Salsolinol, an endogenous neurotoxin, enhances platelet aggregation and thrombus formation
Ok-Nam Bae*1, Young-Dae Kim*1, Kyung-Min Lim1,2, Ji-Yoon Noh1, Seung-Min Chung1, Keunyoung Kim1, Suyoung Hong1, Sue Shin3, Jong-Hyun Yoon3, Jin-Ho Chung1
1College of Pharmacy, Seoul National University, Seoul, Korea; 2AMOREPACIFIC CO/R&D Center, Gyeonggi-do, Korea; 3Department of Laboratory Medicine, Boramae Hospital, Boramae, Korea
Parkinson’s disease, thrombosis, Alcoholism, Platelets, salsolinol
Salsolinol,an endogenous neurotoxin,is known to be involved in the neuropathy of Parkinson’s disease and chronic alcoholism.

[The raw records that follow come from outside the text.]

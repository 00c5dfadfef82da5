//! Match recognized text against a target with optional position heuristics.

use crate::ocr::OcrItem;
use crate::{Error, Result};
use std::fmt;
use std::str::FromStr;

/// Coarse screen area a match must fall in.
#[derive(Debug, Clone, Copy, PartialEq, Eq)]
pub enum Region {
    Top,
    Bottom,
    Left,
    Right,
    Center,
}

impl Region {
    pub const NAMES: [&'static str; 5] = ["top", "bottom", "left", "right", "center"];

    /// Parse an optional region name. A blank name means no region.
    pub fn parse_opt(name: Option<&str>) -> Result<Option<Self>> {
        match name.map(str::trim) {
            None | Some("") => Ok(None),
            Some(name) => name.parse().map(Some),
        }
    }

    /// Whether `center` lies in this region of an image of `(width, height)`.
    pub fn contains(self, center: [i32; 2], (width, height): (u32, u32)) -> bool {
        let (cx, cy) = (f64::from(center[0]), f64::from(center[1]));
        let (w, h) = (f64::from(width), f64::from(height));
        match self {
            Region::Top => cy <= h * 0.4,
            Region::Bottom => cy >= h * 0.6,
            Region::Left => cx <= w * 0.4,
            Region::Right => cx >= w * 0.6,
            Region::Center => w * 0.3 < cx && cx < w * 0.7 && h * 0.3 < cy && cy < h * 0.7,
        }
    }
}

impl FromStr for Region {
    type Err = Error;

    fn from_str(s: &str) -> Result<Self> {
        match s.trim().to_ascii_lowercase().as_str() {
            "top" => Ok(Region::Top),
            "bottom" => Ok(Region::Bottom),
            "left" => Ok(Region::Left),
            "right" => Ok(Region::Right),
            "center" => Ok(Region::Center),
            other => Err(Error::Config(format!(
                "unknown region '{}', expected one of: {}",
                other,
                Region::NAMES.join(", ")
            ))),
        }
    }
}

impl fmt::Display for Region {
    fn fmt(&self, f: &mut fmt::Formatter<'_>) -> fmt::Result {
        let name = match self {
            Region::Top => "top",
            Region::Bottom => "bottom",
            Region::Left => "left",
            Region::Right => "right",
            Region::Center => "center",
        };
        f.write_str(name)
    }
}

/// What to look for.
#[derive(Debug, Clone, Default, PartialEq)]
pub struct FindQuery {
    /// Text to find.
    pub target: String,
    /// Require the whole item text to equal `target` (case-sensitive).
    pub exact: bool,
    /// Only accept matches in this area.
    pub region: Option<Region>,
    /// Prefer the match closest to the first item containing this text.
    pub near: Option<String>,
}

impl FindQuery {
    pub fn new(target: impl Into<String>) -> Self {
        Self {
            target: target.into(),
            ..Default::default()
        }
    }

    pub fn exact(mut self, exact: bool) -> Self {
        self.exact = exact;
        self
    }

    pub fn region(mut self, region: Option<Region>) -> Self {
        self.region = region;
        self
    }

    pub fn near(mut self, near: Option<String>) -> Self {
        self.near = near;
        self
    }
}

/// Exact equality, or case-insensitive containment.
pub fn text_matches(text: &str, target: &str, exact: bool) -> bool {
    if exact {
        text == target
    } else {
        text.to_lowercase().contains(&target.to_lowercase())
    }
}

/// Center of the first item whose text contains `near` (case-insensitive).
pub fn near_anchor(items: &[OcrItem], near: &str) -> Option<[i32; 2]> {
    items
        .iter()
        .find(|it| text_matches(&it.text, near, false))
        .map(|it| it.center)
}

/// All items matching the query, closest to the `near` anchor first.
///
/// The region filter is skipped when `image_size` is unknown.
pub fn find_all<'a>(
    items: &'a [OcrItem],
    query: &FindQuery,
    image_size: Option<(u32, u32)>,
) -> Vec<&'a OcrItem> {
    let mut candidates: Vec<&OcrItem> = items
        .iter()
        .filter(|it| text_matches(&it.text, &query.target, query.exact))
        .filter(|it| match (query.region, image_size) {
            (Some(region), Some(size)) => region.contains(it.center, size),
            _ => true,
        })
        .collect();

    let anchor = query
        .near
        .as_deref()
        .filter(|n| !n.trim().is_empty())
        .and_then(|n| near_anchor(items, n));
    if let Some([nx, ny]) = anchor {
        if candidates.len() > 1 {
            candidates.sort_by_key(|it| {
                let dx = i64::from(it.center[0] - nx);
                let dy = i64::from(it.center[1] - ny);
                dx * dx + dy * dy
            });
        }
    }
    candidates
}

/// Best match for the query.
pub fn find<'a>(
    items: &'a [OcrItem],
    query: &FindQuery,
    image_size: Option<(u32, u32)>,
) -> Option<&'a OcrItem> {
    find_all(items, query, image_size).into_iter().next()
}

In these diseases, increased thrombotic events are also commonly reported, yet the mechanism underlying remains poorly understood. Here we report that salsolinol can enhance agonist-induced platelet aggregation and granular secretion, which is essential in the thrombus formation. In rat and human platelets, agonist-induced platelet aggregation was significantly increased by salsolinol in a concentration-dependent manner. Agonistinduced granular secretions of serotonin and concomitant P-selectin expression were also augmented by salsolinol. α2-adrenergic blockers attenuated the salsolinol-enhanced aggregation and the inhibition of cyclic AMP generation was found, suggesting the involvement of α2-adrenergic receptor-mediated pathways in these events. In accord with the in-vitro results, in an arterial and venous thrombosis model in vivo in the rat, salsolinol shortened vessel occlusion time and increased thrombus formation, respectively. In conclusion, we demonstrated that salsolinol can enhance agonist-induced aggregation and granular secretion in platelets through α2-adrenergic receptor activation, which resulted in the increased thrombus formation in vivo. These results suggest that salsolinol-enhanced platelet aggregation could be a possible contributing factor to the thrombotic events observed in Parkinson’s disease and alcoholism.